◆ EXERCISE INPUTS ◆
= Beginning of Section =

//! Storage-specific error types for SQLite operations.
//!
//! Diesel and r2d2 errors are wrapped here and converted to the
//! database-agnostic errors of `folio_core` before leaving this crate.

use diesel::result::{DatabaseErrorKind, Error as DieselError};
use folio_core::errors::{DatabaseError, Error};
use thiserror::Error;

/// Storage-specific errors that wrap Diesel and r2d2 types.
#[derive(Error, Debug)]
pub enum StorageError {
    #[error("Database connection failed: {0}")]
    ConnectionFailed(#[from] diesel::ConnectionError),

    #[error("Connection pool error: {0}")]
    PoolError(#[from] r2d2::Error),

    #[error("Query execution failed: {0}")]
    QueryFailed(#[from] DieselError),

    /// A core error raised inside a write job, passed through unchanged.
    #[error("{0}")]
    Core(Error),
}

impl From<Error> for StorageError {
    fn from(err: Error) -> Self {
        StorageError::Core(err)
    }
}

impl From<StorageError> for Error {
    fn from(err: StorageError) -> Self {
        match err {
            StorageError::ConnectionFailed(e) => {
                Error::Database(DatabaseError::ConnectionFailed(e.to_string()))
            }
            StorageError::PoolError(e) => {
                Error::Database(DatabaseError::PoolCreationFailed(e.to_string()))
            }
            StorageError::QueryFailed(DieselError::NotFound) => {
                Error::Database(DatabaseError::NotFound("Record not found".to_string()))
            }
            StorageError::QueryFailed(DieselError::DatabaseError(
                DatabaseErrorKind::UniqueViolation,
                info,
            )) => Error::Database(DatabaseError::UniqueViolation(info.message().to_string())),
            StorageError::QueryFailed(DieselError::DatabaseError(
                DatabaseErrorKind::ForeignKeyViolation,
                info,
            )) => Error::Database(DatabaseError::ForeignKeyViolation(
                info.message().to_string(),
            )),
            StorageError::QueryFailed(e) => {
                Error::Database(DatabaseError::QueryFailed(e.to_string()))
            }
            StorageError::Core(e) => e,
        }
    }
}

/// Extension trait for converting Diesel results into core results.
pub trait IntoCore<T> {
    fn into_core(self) -> folio_core::Result<T>;
}

impl<T> IntoCore<T> for std::result::Result<T, DieselError> {
    fn into_core(self) -> folio_core::Result<T> {
        self.map_err(|e| StorageError::from(e).into())
    }
}
use async_trait::async_trait;
use diesel::prelude::*;
use diesel::r2d2::{self, Pool};
use diesel::SqliteConnection;
use std::sync::Arc;

use folio_core::transactions::{Transaction, TransactionRepositoryTrait};
use folio_core::utils::pagination::Page;
use folio_core::{Error, Result};

use super::model::{into_domain, TransactionDB};
use crate::db::{get_connection, WriteHandle};
use crate::errors::StorageError;
use crate::schema::transactions;

pub struct TransactionRepository {
    pool: Arc<Pool<r2d2::ConnectionManager<SqliteConnection>>>,
    writer: WriteHandle,
}

impl TransactionRepository {
    pub fn new(
        pool: Arc<Pool<r2d2::ConnectionManager<SqliteConnection>>>,
        writer: WriteHandle,
    ) -> Self {
        TransactionRepository { pool, writer }
    }
}

#[async_trait]
impl TransactionRepositoryTrait for TransactionRepository {
    async fn create(&self, transaction: Transaction) -> Result<Transaction> {
        let transaction_db: TransactionDB = transaction.into();
        self.writer
            .exec(move |conn: &mut SqliteConnection| -> Result<Transaction> {
                let result_db = diesel::insert_into(transactions::table)
                    .values(&transaction_db)
                    .returning(TransactionDB::as_returning())
                    .get_result(conn)
                    .map_err(StorageError::from)?;
                Transaction::try_from(result_db)
            })
            .await
    }

    async fn update(&self, transaction: Transaction) -> Result<Transaction> {
        let transaction_db: TransactionDB = transaction.into();
        self.writer
            .exec(move |conn: &mut SqliteConnection| -> Result<Transaction> {
                let updated = diesel::update(
                    transactions::table
                        .filter(transactions::id.eq(&transaction_db.id))
                        .filter(transactions::owner_id.eq(&transaction_db.owner_id)),
                )
                .set(&transaction_db)
                .execute(conn)
                .map_err(StorageError::from)?;

                if updated == 0 {
                    return Err(Error::NotFound(format!(
                        "Transaction {}",
                        transaction_db.id
                    )));
                }

                let result_db = transactions::table
                    .find(&transaction_db.id)
                    .select(TransactionDB::as_select())
                    .first::<TransactionDB>(conn)
                    .map_err(StorageError::from)?;
                Transaction::try_from(result_db)
            })
            .await
    }

    async fn delete(&self, transaction_id: &str, owner_id: &str) -> Result<usize> {
        let transaction_id = transaction_id.to_string();
        let owner_id = owner_id.to_string();
        self.writer
            .exec(move |conn: &mut SqliteConnection| -> Result<usize> {
                Ok(diesel::delete(
                    transactions::table
                        .filter(transactions::id.eq(transaction_id))
                        .filter(transactions::owner_id.eq(owner_id)),
                )
                .execute(conn)
                .map_err(StorageError::from)?)
            })
            .await
    }

    fn get_by_id(&self, transaction_id: &str, owner_id: &str) -> Result<Option<Transaction>> {
        let mut conn = get_connection(&self.pool)?;
        let transaction_db = transactions::table
            .filter(transactions::id.eq(transaction_id))
            .filter(transactions::owner_id.eq(owner_id))
            .select(TransactionDB::as_select())
            .first::<TransactionDB>(&mut conn)
            .optional()
            .map_err(StorageError::from)?;
        transaction_db.map(Transaction::try_from).transpose()
    }

    fn list(&self, owner_id: &str, page: Page) -> Result<Vec<Transaction>> {
        let mut conn = get_connection(&self.pool)?;
        let rows = transactions::table
            .filter(transactions::owner_id.eq(owner_id))
            .select(TransactionDB::as_select())
            .order((
                transactions::transaction_date.desc(),
                transactions::id.desc(),
            ))
            .offset(page.skip)
            .limit(page.limit)
            .load::<TransactionDB>(&mut conn)
            .map_err(StorageError::from)?;
        into_domain(rows)
    }

    fn list_for_asset(&self, asset_id: &str, owner_id: &str) -> Result<Vec<Transaction>> {
        let mut conn = get_connection(&self.pool)?;
        let rows = transactions::table
            .filter(transactions::asset_id.eq(asset_id))
            .filter(transactions::owner_id.eq(owner_id))
            .select(TransactionDB::as_select())
            .order((transactions::transaction_date.asc(), transactions::id.asc()))
            .load::<TransactionDB>(&mut conn)
            .map_err(StorageError::from)?;
        into_domain(rows)
    }
}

= End of Section =

◆ WHAT IS EXPECTED ◆
Restate all of the material, keeping every word intact.

◆ EXERCISE SOLUTION ◆
//! Storage-specific error types for SQLite operations.
//!
//! Diesel and r2d2 errors are wrapped here and converted to the
//! database-agnostic errors of `folio_core` before leaving this crate.

use diesel::result::{DatabaseErrorKind, Error as DieselError};
use folio_core::errors::{DatabaseError, Error};
use thiserror::Error;

/// Storage-specific errors that wrap Diesel and r2d2 types.
#[derive(Error, Debug)]
pub enum StorageError {
    #[error("Database connection failed: {0}")]
    ConnectionFailed(#[from] diesel::ConnectionError),

    #[error("Connection pool error: {0}")]
    PoolError(#[from] r2d2::Error),

    #[error("Query execution failed: {0}")]
    QueryFailed(#[from] DieselError),

    /// A core error raised inside a write job, passed through unchanged.
    #[error("{0}")]
    Core(Error),
}

impl From<Error> for StorageError {
    fn from(err: Error) -> Self {
        StorageError::Core(err)
    }
}

impl From<StorageError> for Error {
    fn from(err: StorageError) -> Self {
        match err {
            StorageError::ConnectionFailed(e) => {
                Error::Database(DatabaseError::ConnectionFailed(e.to_string()))
            }
            StorageError::PoolError(e) => {
                Error::Database(DatabaseError::PoolCreationFailed(e.to_string()))
            }
            StorageError::QueryFailed(DieselError::NotFound) => {
                Error::Database(DatabaseError::NotFound("Record not found".to_string()))
            }
            StorageError::QueryFailed(DieselError::DatabaseError(
                DatabaseErrorKind::UniqueViolation,
                info,
            )) => Error::Database(DatabaseError::UniqueViolation(info.message().to_string())),
            StorageError::QueryFailed(DieselError::DatabaseError(
                DatabaseErrorKind::ForeignKeyViolation,
                info,
            )) => Error::Database(DatabaseError::ForeignKeyViolation(
                info.message().to_string(),
            )),
            StorageError::QueryFailed(e) => {
                Error::Database(DatabaseError::QueryFailed(e.to_string()))
            }
            StorageError::Core(e) => e,
        }
    }
}

/// Extension trait for converting Diesel results into core results.
pub trait IntoCore<T> {
    fn into_core(self) -> folio_core::Result<T>;
}

impl<T> IntoCore<T> for std::result::Result<T, DieselError> {
    fn into_core(self) -> folio_core::Result<T> {
        self.map_err(|e| StorageError::from(e).into())
    }
}
use async_trait::async_trait;
use diesel::prelude::*;
use diesel::r2d2::{self, Pool};
use diesel::SqliteConnection;
use std::sync::Arc;

use folio_core::transactions::{Transaction, TransactionRepositoryTrait};
use folio_core::utils::pagination::Page;
use folio_core::{Error, Result};

use super::model::{into_domain, TransactionDB};
use crate::db::{get_connection, WriteHandle};
use crate::errors::StorageError;
use crate::schema::transactions;

pub struct TransactionRepository {
    pool: Arc<Pool<r2d2::ConnectionManager<SqliteConnection>>>,
    writer: WriteHandle,
}

impl TransactionRepository {
    pub fn new(
        pool: Arc<Pool<r2d2::ConnectionManager<SqliteConnection>>>,
        writer: WriteHandle,
    ) -> Self {
        TransactionRepository { pool, writer }
    }
}

#[async_trait]
impl TransactionRepositoryTrait for TransactionRepository {
    async fn create(&self, transaction: Transaction) -> Result<Transaction> {
        let transaction_db: TransactionDB = transaction.into();
        self.writer
            .exec(move |conn: &mut SqliteConnection| -> Result<Transaction> {
                let result_db = diesel::insert_into(transactions::table)
                    .values(&transaction_db)
                    .returning(TransactionDB::as_returning())
                    .get_result(conn)
                    .map_err(StorageError::from)?;
                Transaction::try_from(result_db)
            })
            .await
    }

    async fn update(&self, transaction: Transaction) -> Result<Transaction> {
        let transaction_db: TransactionDB = transaction.into();
        self.writer
            .exec(move |conn: &mut SqliteConnection| -> Result<Transaction> {
                let updated = diesel::update(
                    transactions::table
                        .filter(transactions::id.eq(&transaction_db.id))
                        .filter(transactions::owner_id.eq(&transaction_db.owner_id)),
                )
                .set(&transaction_db)
                .execute(conn)
                .map_err(StorageError::from)?;

                if updated == 0 {
                    return Err(Error::NotFound(format!(
                        "Transaction {}",
                        transaction_db.id
                    )));
                }

                let result_db = transactions::table
                    .find(&transaction_db.id)
                    .select(TransactionDB::as_select())
                    .first::<TransactionDB>(conn)
                    .map_err(StorageError::from)?;
                Transaction::try_from(result_db)
            })
            .await
    }

    async fn delete(&self, transaction_id: &str, owner_id: &str) -> Result<usize> {
        let transaction_id = transaction_id.to_string();
        let owner_id = owner_id.to_string();
        self.writer
            .exec(move |conn: &mut SqliteConnection| -> Result<usize> {
                Ok(diesel::delete(
                    transactions::table
                        .filter(transactions::id.eq(transaction_id))
                        .filter(transactions::owner_id.eq(owner_id)),
                )
                .execute(conn)
                .map_err(StorageError::from)?)
            })
            .await
    }

    fn get_by_id(&self, transaction_id: &str, owner_id: &str) -> Result<Option<Transaction>> {
        let mut conn = get_connection(&self.pool)?;
        let transaction_db = transactions::table
            .filter(transactions::id.eq(transaction_id))
            .filter(transactions::owner_id.eq(owner_id))
            .select(TransactionDB::as_select())
            .first::<TransactionDB>(&mut conn)
            .optional()
            .map_err(StorageError::from)?;
        transaction_db.map(Transaction::try_from).transpose()
    }

    fn list(&self, owner_id: &str, page: Page) -> Result<Vec<Transaction>> {
        let mut conn = get_connection(&self.pool)?;
        let rows = transactions::table
            .filter(transactions::owner_id.eq(owner_id))
            .select(TransactionDB::as_select())
            .order((
                transactions::transaction_date.desc(),
                transactions::id.desc(),
            ))
            .offset(page.skip)
            .limit(page.limit)
            .load::<TransactionDB>(&mut conn)
            .map_err(StorageError::from)?;
        into_domain(rows)
    }

    fn list_for_asset(&self, asset_id: &str, owner_id: &str) -> Result<Vec<Transaction>> {
        let mut conn = get_connection(&self.pool)?;
        let rows = transactions::table
            .filter(transactions::asset_id.eq(asset_id))
            .filter(transactions::owner_id.eq(owner_id))
            .select(TransactionDB::as_select())
            .order((transactions::transaction_date.asc(), transactions::id.asc()))
            .load::<TransactionDB>(&mut conn)
            .map_err(StorageError::from)?;
        into_domain(rows)
    }
}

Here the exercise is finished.